In prior periods, the General Partner has elected to receive less than the maximum management fees it is entitled to pursuant to the Partnership Agreement, which is 2¾% annually of the average unpaid balance of the Partnership’s mortgage loans at the end of each month.  Because the General Partner has not elected to receive all of the management fees that it was otherwise entitled to receive in all prior periods, the Partnership’s performance (and yield/distributions to limited partners) in those prior periods may be better than the Partnership’s performance in future periods in which the General Partner elects to receive up to the maximum management fees.  In 2010, the General Partner elected to receive a management fee of 1.00%, compared to 0.89% in 2009, 1.53% in 2008 and 0.79% in 2007. The limited partners must rely on the fiduciary duty of the General Partner to deal fairly with the limited partners in those situations. Although management fees as a percentage of mortgage loans have increased between 2009 and 2010, the total amount of management fees has decreased because the weighted balance of the loan portfolio has decreased by approximately 20% between 2009 and 2010.

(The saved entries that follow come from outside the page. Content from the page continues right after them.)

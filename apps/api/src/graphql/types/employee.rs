//! Employee GraphQL type

use async_graphql::{Context, Object, ResultExt, ID};
use chrono::{DateTime, NaiveDate, Utc};
use sqlx::PgPool;

use super::choices::{EmployeeStatus, Gender, PayPeriod};
use super::course::Course;
use super::department::Department;
use super::employer::Employer;
use super::grade::Grade;
use super::title::Title;
use crate::error::ApiError;
use crate::models::{
    Course as DbCourse, Employee as DbEmployee, Employer as DbEmployer, Grade as DbGrade,
    Title as DbTitle,
};
use crate::repositories::DepartmentRepository;

/// Employee record exposed via GraphQL
pub struct Employee {
    inner: DbEmployee,
}

impl From<DbEmployee> for Employee {
    fn from(employee: DbEmployee) -> Self {
        Self { inner: employee }
    }
}

#[Object]
impl Employee {
    async fn id(&self) -> ID {
        ID(self.inner.id.to_string())
    }

    async fn status(&self) -> EmployeeStatus {
        self.inner.status.into()
    }

    async fn gender(&self) -> Gender {
        self.inner.gender.into()
    }

    async fn first_name(&self) -> &str {
        &self.inner.first_name
    }

    async fn last_name(&self) -> &str {
        &self.inner.last_name
    }

    async fn other_names(&self) -> Option<&str> {
        self.inner.other_names.as_deref()
    }

    /// "First Last"
    async fn full_name(&self) -> String {
        self.inner.full_name()
    }

    async fn email(&self) -> &str {
        &self.inner.email
    }

    async fn address(&self) -> Option<&str> {
        self.inner.address.as_deref()
    }

    async fn phone_numbers(&self) -> Option<&str> {
        self.inner.phone_numbers.as_deref()
    }

    async fn emergency_numbers(&self) -> Option<&str> {
        self.inner.emergency_numbers.as_deref()
    }

    async fn date_of_birth(&self) -> NaiveDate {
        self.inner.date_of_birth
    }

    async fn job_title(&self, ctx: &Context<'_>) -> async_graphql::Result<Option<Title>> {
        let title = super::related::<DbTitle>(ctx, self.inner.job_title_id).await?;
        Ok(title.map(Title::from))
    }

    async fn employer(&self, ctx: &Context<'_>) -> async_graphql::Result<Option<Employer>> {
        let employer = super::related::<DbEmployer>(ctx, self.inner.employer_id).await?;
        Ok(employer.map(Employer::from))
    }

    async fn departments(&self, ctx: &Context<'_>) -> async_graphql::Result<Vec<Department>> {
        let pool = ctx.data::<PgPool>()?;
        let departments = DepartmentRepository::new(pool.clone())
            .find_by_employee(self.inner.id)
            .await
            .map_err(ApiError::from)
            .extend()?;
        Ok(departments.into_iter().map(Department::from).collect())
    }

    async fn hiring_date(&self) -> NaiveDate {
        self.inner.hiring_date
    }

    async fn current_salary(&self) -> f64 {
        self.inner.current_salary
    }

    async fn starting_salary(&self) -> f64 {
        self.inner.starting_salary
    }

    async fn qualifications(&self) -> Option<&str> {
        self.inner.qualifications.as_deref()
    }

    async fn completed_course(&self, ctx: &Context<'_>) -> async_graphql::Result<Option<Course>> {
        let course = super::related::<DbCourse>(ctx, self.inner.completed_course_id).await?;
        Ok(course.map(Course::from))
    }

    async fn rate_hour(&self) -> Option<f64> {
        self.inner.rate_hour
    }

    async fn period(&self) -> PayPeriod {
        self.inner.period.into()
    }

    /// Pay per `period`
    async fn per_period(&self) -> Option<f64> {
        self.inner.per_period
    }

    async fn grade(&self, ctx: &Context<'_>) -> async_graphql::Result<Option<Grade>> {
        let grade = super::related::<DbGrade>(ctx, self.inner.grade_id).await?;
        Ok(grade.map(Grade::from))
    }

    async fn created_at(&self) -> DateTime<Utc> {
        self.inner.created_at
    }

    async fn updated_at(&self) -> DateTime<Utc> {
        self.inner.updated_at
    }
}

General Partner Not Full Time

The Partnership does not have its own officers, directors, or employees.  The General Partner supervises and controls the business affairs of the Partnership, locates investment opportunities for the Partnership and renders certain other services.  The General Partner devotes only such time to the Partnership’s affairs as may be reasonably necessary to conduct its business. The General Partner conducts business as a real estate broker separate from the Partnership.  While the General Partner has investments in various real estate joint ventures in which it acts as a general partner, member or managing member, it does not act as the general partner or sponsor of any other real estate mortgage investment program.
 
 
19

 
Taxation Risks

Tax consequences can vary among investors.

The tax consequences of investing in the Partnership may differ materially, depending on whether the limited partner is an individual, corporation, trust, partnership or tax-exempt entity. You should consult your own tax advisor about investing in the Partnership.

Your cash flow and distributions will be reduced if we are taxed as a corporation.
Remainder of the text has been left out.